(Items from a dataset)
=-=-=-=-=
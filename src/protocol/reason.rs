//! MQTT reason codes as seen by a client
//!
//! Kept as a raw byte so that codes a broker adds later still decode; the
//! named constants cover the ones the bridge reacts to or logs.

use std::fmt;

/// MQTT v5.0 reason code, or a v3.1.1 return code mapped onto it
#[derive(Debug, Clone, Copy, PartialEq, Eq, Hash, Default)]
pub struct ReasonCode(pub u8);

impl ReasonCode {
    pub const SUCCESS: Self = Self(0x00);
    pub const GRANTED_QOS_1: Self = Self(0x01);
    pub const GRANTED_QOS_2: Self = Self(0x02);
    pub const NO_SUBSCRIPTION_EXISTED: Self = Self(0x11);
    pub const UNSPECIFIED_ERROR: Self = Self(0x80);
    pub const MALFORMED_PACKET: Self = Self(0x81);
    pub const PROTOCOL_ERROR: Self = Self(0x82);
    pub const IMPLEMENTATION_ERROR: Self = Self(0x83);
    pub const UNSUPPORTED_PROTOCOL_VERSION: Self = Self(0x84);
    pub const CLIENT_ID_NOT_VALID: Self = Self(0x85);
    pub const BAD_USERNAME_OR_PASSWORD: Self = Self(0x86);
    pub const NOT_AUTHORIZED: Self = Self(0x87);
    pub const SERVER_UNAVAILABLE: Self = Self(0x88);
    pub const SERVER_BUSY: Self = Self(0x89);
    pub const BANNED: Self = Self(0x8A);
    pub const SERVER_SHUTTING_DOWN: Self = Self(0x8B);
    pub const KEEP_ALIVE_TIMEOUT: Self = Self(0x8D);
    pub const SESSION_TAKEN_OVER: Self = Self(0x8E);
    pub const TOPIC_FILTER_INVALID: Self = Self(0x8F);
    pub const QUOTA_EXCEEDED: Self = Self(0x97);
    pub const WILDCARD_SUBS_NOT_SUPPORTED: Self = Self(0xA2);

    /// Check if this reason code indicates success
    #[inline]
    pub fn is_success(self) -> bool {
        self.0 < 0x80
    }

    /// Check if this reason code indicates failure
    #[inline]
    pub fn is_error(self) -> bool {
        self.0 >= 0x80
    }

    /// Map a v3.1.1 CONNACK return code onto the v5.0 code space
    pub fn from_v3_connack_code(code: u8) -> Self {
        match code {
            0x00 => Self::SUCCESS,
            0x01 => Self::UNSUPPORTED_PROTOCOL_VERSION,
            0x02 => Self::CLIENT_ID_NOT_VALID,
            0x03 => Self::SERVER_UNAVAILABLE,
            0x04 => Self::BAD_USERNAME_OR_PASSWORD,
            0x05 => Self::NOT_AUTHORIZED,
            _ => Self::UNSPECIFIED_ERROR,
        }
    }

    /// Map a v3.1.1 SUBACK return code onto the v5.0 code space
    pub fn from_v3_suback_code(code: u8) -> Option<Self> {
        match code {
            0x00 => Some(Self::SUCCESS),
            0x01 => Some(Self::GRANTED_QOS_1),
            0x02 => Some(Self::GRANTED_QOS_2),
            0x80 => Some(Self::UNSPECIFIED_ERROR),
            _ => None,
        }
    }

    fn description(self) -> Option<&'static str> {
        let text = match self {
            Self::SUCCESS => "Success",
            Self::GRANTED_QOS_1 => "Granted QoS 1",
            Self::GRANTED_QOS_2 => "Granted QoS 2",
            Self::NO_SUBSCRIPTION_EXISTED => "No subscription existed",
            Self::UNSPECIFIED_ERROR => "Unspecified error",
            Self::MALFORMED_PACKET => "Malformed Packet",
            Self::PROTOCOL_ERROR => "Protocol Error",
            Self::IMPLEMENTATION_ERROR => "Implementation specific error",
            Self::UNSUPPORTED_PROTOCOL_VERSION => "Unsupported Protocol Version",
            Self::CLIENT_ID_NOT_VALID => "Client Identifier not valid",
            Self::BAD_USERNAME_OR_PASSWORD => "Bad User Name or Password",
            Self::NOT_AUTHORIZED => "Not authorized",
            Self::SERVER_UNAVAILABLE => "Server unavailable",
            Self::SERVER_BUSY => "Server busy",
            Self::BANNED => "Banned",
            Self::SERVER_SHUTTING_DOWN => "Server shutting down",
            Self::KEEP_ALIVE_TIMEOUT => "Keep Alive timeout",
            Self::SESSION_TAKEN_OVER => "Session taken over",
            Self::TOPIC_FILTER_INVALID => "Topic Filter invalid",
            Self::QUOTA_EXCEEDED => "Quota exceeded",
            Self::WILDCARD_SUBS_NOT_SUPPORTED => "Wildcard Subscriptions not supported",
            _ => return None,
        };
        Some(text)
    }
}

impl fmt::Display for ReasonCode {
    fn fmt(&self, f: &mut fmt::Formatter<'_>) -> fmt::Result {
        match self.description() {
            Some(text) => write!(f, "{} (0x{:02X})", text, self.0),
            None => write!(f, "reason code 0x{:02X}", self.0),
        }
    }
}

#[cfg(test)]
mod tests {
    use super::*;

    #[test]
    fn test_success_and_error_ranges() {
        assert!(ReasonCode::SUCCESS.is_success());
        assert!(ReasonCode::GRANTED_QOS_1.is_success());
        assert!(ReasonCode::NOT_AUTHORIZED.is_error());
        assert!(ReasonCode(0xFF).is_error());
    }

    #[test]
    fn test_v3_connack_mapping() {
        assert_eq!(ReasonCode::from_v3_connack_code(0), ReasonCode::SUCCESS);
        assert_eq!(
            ReasonCode::from_v3_connack_code(5),
            ReasonCode::NOT_AUTHORIZED
        );
        assert_eq!(
            ReasonCode::from_v3_connack_code(42),
            ReasonCode::UNSPECIFIED_ERROR
        );
    }

    #[test]
    fn test_display_unknown_code() {
        assert_eq!(ReasonCode(0x9C).to_string(), "reason code 0x9C");
        assert_eq!(ReasonCode::BANNED.to_string(), "Banned (0x8A)");
    }
}
//! Delivery worker configuration

use std::time::Duration;

use serde::Deserialize;

/// Delay strategy between attempts
#[derive(Debug, Clone, Copy, PartialEq, Eq, Default, Deserialize)]
#[serde(rename_all = "lowercase")]
pub enum BackoffKind {
    /// Same delay before every retry
    #[default]
    Fixed,
    /// Delay doubles per retry, capped at `max_retry_delay`
    Exponential,
}

/// The `[delivery]` section
#[derive(Debug, Clone, Deserialize)]
#[serde(default)]
pub struct DeliveryConfig {
    /// Per-attempt request timeout (e.g., "7s")
    #[serde(with = "humantime_serde")]
    pub timeout: Duration,

    /// Retries after the first timed-out attempt
    pub max_retries: u32,

    /// Delay before the first retry
    #[serde(with = "humantime_serde")]
    pub retry_delay: Duration,

    /// Fixed or exponential retry delays
    pub backoff: BackoffKind,

    /// Cap for exponential backoff
    #[serde(with = "humantime_serde")]
    pub max_retry_delay: Duration,

    /// How long the worker waits on an empty queue before re-checking shutdown
    #[serde(with = "humantime_serde")]
    pub idle_timeout: Duration,

    /// Extra time granted to the worker on shutdown beyond one attempt timeout
    #[serde(with = "humantime_serde")]
    pub shutdown_grace: Duration,

    /// Build URLs and log, but never write to the store
    pub dry_run: bool,
}

impl Default for DeliveryConfig {
    fn default() -> Self {
        Self {
            timeout: Duration::from_secs(7),
            max_retries: 2,
            retry_delay: Duration::from_secs(5),
            backoff: BackoffKind::Fixed,
            max_retry_delay: Duration::from_secs(60),
            idle_timeout: Duration::from_secs(5),
            shutdown_grace: Duration::from_secs(2),
            dry_run: false,
        }
    }
}

impl DeliveryConfig {
    /// Upper bound on how long shutdown waits for the worker
    pub fn shutdown_deadline(&self) -> Duration {
        self.timeout + self.shutdown_grace
    }
}
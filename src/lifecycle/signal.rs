//! Termination signals

use tracing::{info, warn};

/// Resolve on SIGINT or SIGTERM (Ctrl+C only on non-unix targets)
pub async fn wait_for_termination() {
    #[cfg(unix)]
    {
        use tokio::signal::unix::{signal, SignalKind};

        match signal(SignalKind::terminate()) {
            Ok(mut term) => {
                tokio::select! {
                    r = tokio::signal::ctrl_c() => log_ctrl_c(r),
                    _ = term.recv() => info!("Received SIGTERM"),
                }
                return;
            }
            Err(e) => warn!("Cannot listen for SIGTERM: {}", e),
        }
    }

    log_ctrl_c(tokio::signal::ctrl_c().await);
}

fn log_ctrl_c(result: std::io::Result<()>) {
    match result {
        Ok(()) => info!("Received SIGINT"),
        Err(e) => warn!("Cannot listen for SIGINT: {}", e),
    }
}
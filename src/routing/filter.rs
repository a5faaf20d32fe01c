//! Route pattern validation and matching
//!
//! Key rules:
//! - `#` must occupy the entire final level
//! - `+` must occupy an entire level, and only segment mode accepts it
//! - Prefix mode compares the pattern minus its `#` as a raw string prefix,
//!   so `sensors/te` matches `sensors/temp` and `sensors/test/1`

use regex::Regex;

use super::{MatchMode, RouteError};

/// Validate a route pattern for the given match mode
pub fn validate_pattern(pattern: &str, mode: MatchMode) -> Result<(), RouteError> {
    let invalid = |reason: &'static str| RouteError::InvalidPattern {
        pattern: pattern.to_string(),
        reason,
    };

    if pattern.is_empty() {
        return Err(RouteError::EmptyPattern);
    }
    if pattern.len() > 65535 {
        return Err(invalid("pattern exceeds maximum topic length"));
    }
    if pattern.contains('\0') {
        return Err(invalid("pattern cannot contain null character"));
    }

    let levels: Vec<&str> = pattern.split('/').collect();
    for (i, level) in levels.iter().enumerate() {
        if level.contains('#') {
            if *level != "#" {
                return Err(invalid("multi-level wildcard must occupy entire level"));
            }
            if i != levels.len() - 1 {
                return Err(invalid("multi-level wildcard must be last level"));
            }
        }

        if level.contains('+') {
            if mode == MatchMode::Prefix {
                return Err(RouteError::UnsupportedWildcard(pattern.to_string()));
            }
            if *level != "+" {
                return Err(invalid("single-level wildcard must occupy entire level"));
            }
        }
    }

    Ok(())
}

/// Compile a prefix-mode pattern into an anchored regex
///
/// The trailing `#` is dropped and the remainder escaped, so `#` alone
/// compiles to `^` and matches every topic.
pub fn compile_prefix(pattern: &str) -> Result<Regex, RouteError> {
    let prefix = pattern.strip_suffix('#').unwrap_or(pattern);
    Regex::new(&format!("^{}", regex::escape(prefix))).map_err(RouteError::Regex)
}

/// Check if a segment-mode pattern matches a topic name
///
/// Matching rules:
/// - / is the level separator
/// - + matches exactly one level
/// - # matches zero or more levels (must be last)
/// - $-topics don't match patterns starting with + or #
pub fn segment_matches(topic: &str, pattern: &str) -> bool {
    if topic.starts_with('$') && pattern.starts_with(['+', '#']) {
        return false;
    }

    let mut topic_levels = topic.split('/');
    for pattern_level in pattern.split('/') {
        if pattern_level == "#" {
            return true;
        }
        match topic_levels.next() {
            Some(level) if pattern_level == "+" || pattern_level == level => {}
            _ => return false,
        }
    }

    topic_levels.next().is_none()
}
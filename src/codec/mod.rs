//! MQTT Packet Codec
//!
//! Client-side encoding and decoding for MQTT v3.1.1 and v5.0. The bridge
//! only ever sends CONNECT, SUBSCRIBE, PUBLISH, PUBACK, PINGREQ
//! and DISCONNECT, and only ever receives the matching replies.

mod decode;
mod encode;

#[cfg(test)]
mod tests;

pub use decode::Decoder;
pub use encode::Encoder;

use crate::protocol::{DecodeError, EncodeError};
use bytes::{BufMut, BytesMut};

/// Maximum remaining length (268,435,455 bytes = ~256 MB)
pub const MAX_REMAINING_LENGTH: usize = 268_435_455;

/// Default cap on inbound packets
pub const DEFAULT_MAX_PACKET_SIZE: usize = 1024 * 1024;

/// Read a Variable Byte Integer from buffer
/// Returns (value, bytes_consumed) or error
#[inline]
pub fn read_variable_int(buf: &[u8]) -> Result<(u32, usize), DecodeError> {
    let mut multiplier: u32 = 1;
    let mut value: u32 = 0;

    for (pos, &byte) in buf.iter().enumerate() {
        if pos >= 4 {
            return Err(DecodeError::InvalidRemainingLength);
        }
        value += ((byte & 0x7F) as u32) * multiplier;
        if (byte & 0x80) == 0 {
            return Ok((value, pos + 1));
        }
        multiplier *= 128;
    }

    if buf.len() >= 4 {
        return Err(DecodeError::InvalidRemainingLength);
    }
    Err(DecodeError::InsufficientData)
}

/// Write a Variable Byte Integer to buffer
#[inline]
pub fn write_variable_int(buf: &mut BytesMut, mut value: u32) -> Result<usize, EncodeError> {
    if value > MAX_REMAINING_LENGTH as u32 {
        return Err(EncodeError::PacketTooLarge);
    }

    let mut count = 0;
    loop {
        let mut byte = (value % 128) as u8;
        value /= 128;
        if value > 0 {
            byte |= 0x80;
        }
        buf.put_u8(byte);
        count += 1;
        if value == 0 {
            return Ok(count);
        }
    }
}

/// Number of bytes needed to encode a Variable Byte Integer
#[inline]
pub fn variable_int_len(value: u32) -> usize {
    match value {
        0..=127 => 1,
        128..=16_383 => 2,
        16_384..=2_097_151 => 3,
        _ => 4,
    }
}

/// Read a two byte big-endian integer
#[inline]
pub fn read_u16(buf: &[u8]) -> Result<u16, DecodeError> {
    match buf {
        [hi, lo, ..] => Ok(u16::from_be_bytes([*hi, *lo])),
        _ => Err(DecodeError::InsufficientData),
    }
}

/// Read a UTF-8 encoded string
/// Returns (string, bytes_consumed) or error
#[inline]
pub fn read_string(buf: &[u8]) -> Result<(&str, usize), DecodeError> {
    let len = read_u16(buf)? as usize;
    let total_len = 2 + len;

    if buf.len() < total_len {
        return Err(DecodeError::InsufficientData);
    }

    let s = std::str::from_utf8(&buf[2..total_len]).map_err(|_| DecodeError::InvalidUtf8)?;
    if s.contains('\0') {
        return Err(DecodeError::MalformedPacket(
            "string contains null character",
        ));
    }

    Ok((s, total_len))
}

/// Skip a v5.0 property block, returning the bytes it occupied
///
/// The bridge does not act on any server-sent property, so the block is
/// validated for length only.
#[inline]
pub fn skip_properties(buf: &[u8]) -> Result<usize, DecodeError> {
    let (len, len_bytes) = read_variable_int(buf)?;
    let total = len_bytes + len as usize;
    if buf.len() < total {
        return Err(DecodeError::MalformedPacket("property length exceeds packet"));
    }
    Ok(total)
}

/// Write a UTF-8 encoded string
#[inline]
pub fn write_string(buf: &mut BytesMut, s: &str) -> Result<(), EncodeError> {
    write_binary(buf, s.as_bytes())
}

/// Write length-prefixed binary data
#[inline]
pub fn write_binary(buf: &mut BytesMut, data: &[u8]) -> Result<(), EncodeError> {
    let len = u16::try_from(data.len()).map_err(|_| EncodeError::StringTooLong)?;
    buf.put_u16(len);
    buf.put_slice(data);
    Ok(())
}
=-=-=-=-=
(Exercise):
Your task is to quote the lines above, beginning with the first and ending with the one that holds "mapped onto it".

(Exercise answer):
filename src/protocol/reason.rs
//! MQTT reason codes as seen by a client
//!
//! Kept as a raw byte so that codes a broker adds later still decode; the
//! named constants cover the ones the bridge reacts to or logs.

use std::fmt;

/// MQTT v5.0 reason code, or a v3.1.1 return code mapped onto it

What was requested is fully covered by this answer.